Mike Obermueller, an Eagan attorney who served one term in the Minnesota House of Representatives, is the fifth Democrat to try to unseat Kline, a Lakeville resident and retired Marine colonel.
Obermueller deserves to be elected. He’s young, bright and determined to win the expanded center in the new 2nd. His views and political instincts are a rebuke of the obstructionism that has discredited the Republican House majority.
Raised on a dairy farm near Marshfield, Wis., Obermueller worked his way through college and law school before settling with his family in Eagan, where he is active in the Dakota County Regional Chamber of Commerce, the Knights of Columbus, the Eagan Art Festival and the Eagan Athletic Association.
He proudly proclaims that he was the first Democrat to win former Gov. Tim Pawlenty’s old Minnesota House seat since Eagan was still cornfields.
A notable achievement, but it was in 2008, an especially hospitable year for Democrats. Likewise, Obermueller was unseated two years later in a nationwide sweep by Republicans.
As a legislator, he voted against several DFL Party tax-raising initiatives and voted for a vetoed 2009 budget fix that would have imposed a $1 billion tax hike on the state’s highest income earners. It included a “blink-off” provision for better fiscal times, he says.
At the federal level, he supports keeping the middle-class breaks in the Bush tax cuts and says the economy can withstand an increase on upper-bracket earners.

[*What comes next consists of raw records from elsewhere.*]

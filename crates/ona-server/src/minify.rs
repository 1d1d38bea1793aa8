//! Output minification by MIME type.

use std::sync::LazyLock;

use regex::Regex;

/// Blank lines, and whitespace trailing the final line break.
static BLANK_LINES: LazyLock<Regex> =
    LazyLock::new(|| Regex::new(r"(?m)^\s*$[\r\n]*|[\r\n]+\s+\z").expect("valid regex"));

/// Error returned by a [`Minifier`].
#[derive(Debug, thiserror::Error)]
pub enum MinifyError {
    /// No minifier handles this MIME type.
    #[error("no minifier for {0}")]
    Unsupported(String),
    /// The input could not be minified.
    #[error("malformed {mime_type} input: {reason}")]
    Malformed {
        mime_type: String,
        reason: &'static str,
    },
}

/// Output minifier keyed by MIME type.
pub trait Minifier: Send + Sync {
    fn minify(&self, mime_type: &str, input: &str) -> Result<String, MinifyError>;
}

/// Minifier for `text/plain` and `text/html`.
#[derive(Clone, Copy, Debug, Default)]
pub struct MimeMinifier;

impl Minifier for MimeMinifier {
    fn minify(&self, mime_type: &str, input: &str) -> Result<String, MinifyError> {
        let essence = mime_type
            .split(';')
            .next()
            .unwrap_or_default()
            .trim()
            .to_lowercase();
        match essence.as_str() {
            "text/plain" => Ok(drop_blank_lines(input)),
            "text/html" => minify_html(input).map_err(|reason| MinifyError::Malformed {
                mime_type: essence.clone(),
                reason,
            }),
            _ => Err(MinifyError::Unsupported(essence)),
        }
    }
}

fn drop_blank_lines(input: &str) -> String {
    BLANK_LINES.replace_all(input, "").into_owned()
}

/// Elements whose content is copied through untouched.
const VERBATIM_ELEMENTS: [&str; 4] = ["pre", "textarea", "script", "style"];

/// Placeholder markers; private-use characters never match `\s`.
const HOLD_OPEN: char = '\u{e000}';
const HOLD_CLOSE: char = '\u{e001}';

/// Drop comments (except conditional comments) and blank lines outside of
/// verbatim elements.
fn minify_html(input: &str) -> Result<String, &'static str> {
    let lower = input.to_ascii_lowercase();
    let mut text = String::with_capacity(input.len());
    let mut held = Vec::new();
    let mut pos = 0;

    while let Some(offset) = lower[pos..].find('<') {
        let start = pos + offset;
        text.push_str(&input[pos..start]);

        if lower[start..].starts_with("<!--") {
            let end = lower[start..]
                .find("-->")
                .map(|e| start + e + 3)
                .ok_or("unterminated comment")?;
            if lower[start + 4..].starts_with("[if") {
                text.push_str(&input[start..end]);
            }
            pos = end;
        } else if let Some(element) = verbatim_element(&lower[start + 1..]) {
            let end = closing_tag_end(&lower, start, element);
            text.push(HOLD_OPEN);
            text.push_str(&held.len().to_string());
            text.push(HOLD_CLOSE);
            held.push(&input[start..end]);
            pos = end;
        } else {
            text.push('<');
            pos = start + 1;
        }
    }
    text.push_str(&input[pos..]);

    let mut out = drop_blank_lines(&text);
    for (i, block) in held.into_iter().enumerate() {
        out = out.replacen(&format!("{HOLD_OPEN}{i}{HOLD_CLOSE}"), block, 1);
    }
    Ok(out)
}

/// Verbatim element opened by a lower-cased tag body following `<`.
fn verbatim_element(tag: &str) -> Option<&'static str> {
    VERBATIM_ELEMENTS.into_iter().find(|name| {
        tag.strip_prefix(name).is_some_and(|after| {
            after
                .chars()
                .next()
                .is_some_and(|c| c == '>' || c == '/' || c.is_ascii_whitespace())
        })
    })
}

/// End of the closing tag of `element` opened at `start`, or the end of
/// input when it is never closed.
fn closing_tag_end(lower: &str, start: usize, element: &str) -> usize {
    let closing = format!("</{element}");
    lower[start..]
        .find(&closing)
        .map(|c| start + c)
        .and_then(|c| lower[c..].find('>').map(|gt| c + gt + 1))
        .unwrap_or(lower.len())
}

Obermueller’s critique of the historic Affordable Care Act — Obamacare, which he supports and Kline wants to repeal — is spot-on.
“I don’t think we did enough on the cost-control side of things,” he told ECM Publishers news staffers in Dakota County. “There wasn’t a real true discussion about how you change the payment model so that we keep the person healthy rather than just paying for service going down the line.”
A central plank in Obermueller’s campaign is rooting out government waste, fraud and abuse. Citing a recent Government Accountability Office study, he says tens of billions of dollars can be saved through measures such as procurement reform and modernization of medical record-keeping.
Waste, he says, undermines government credibility in taxpayers’ eyes.
“When they feel that way, they don’t want to pay any taxes for things they do care about,” he says.
Obermueller opposes the “premium support” plan for Medicare backed by Mitt Romney and Paul Ryan.
Kline is rigidly conservative, with consistently high ratings from the American Conservative Union. Unlike many of the Tea Party members of his Republican caucus, he voted in 2011 to raise the federal debt ceiling. But he supports “Cut, Cap and Balance” — excessively harsh budget medicine that includes calling for a balanced-budget amendment to the Constitution.
He chairs the House Education and the Workforce Committee and wants to slash federal involvement in local schools. Yet he opposed the No Child Left Behind waiver in Minnesota while the state’s educators cheered.
Kline is a favorite of the for-profit college industry, which showers him with campaign donations, but the industry has been called out in Congress for unsavory student-loan practices.
Kline also has a growing reputation in his district for not making himself available during election season. His office rebuffed efforts by the Dakota County Regional Chamber of Commerce to recruit him for a candidate forum with Obermueller.
And this is the second straight election cycle in which Kline’s press office refused requests from Sun Thisweek Newspapers to make the candidate available for an hour-long endorsement interview.
The new 2nd District deserves a representative who’s less ideological and more respectful of its voters. Mike Obermueller is that candidate.
This editorial is a product of the ECM Editorial Board. Sun Thisweek Newspapers and the Dakota County Tribune are part of ECM Publishers Inc.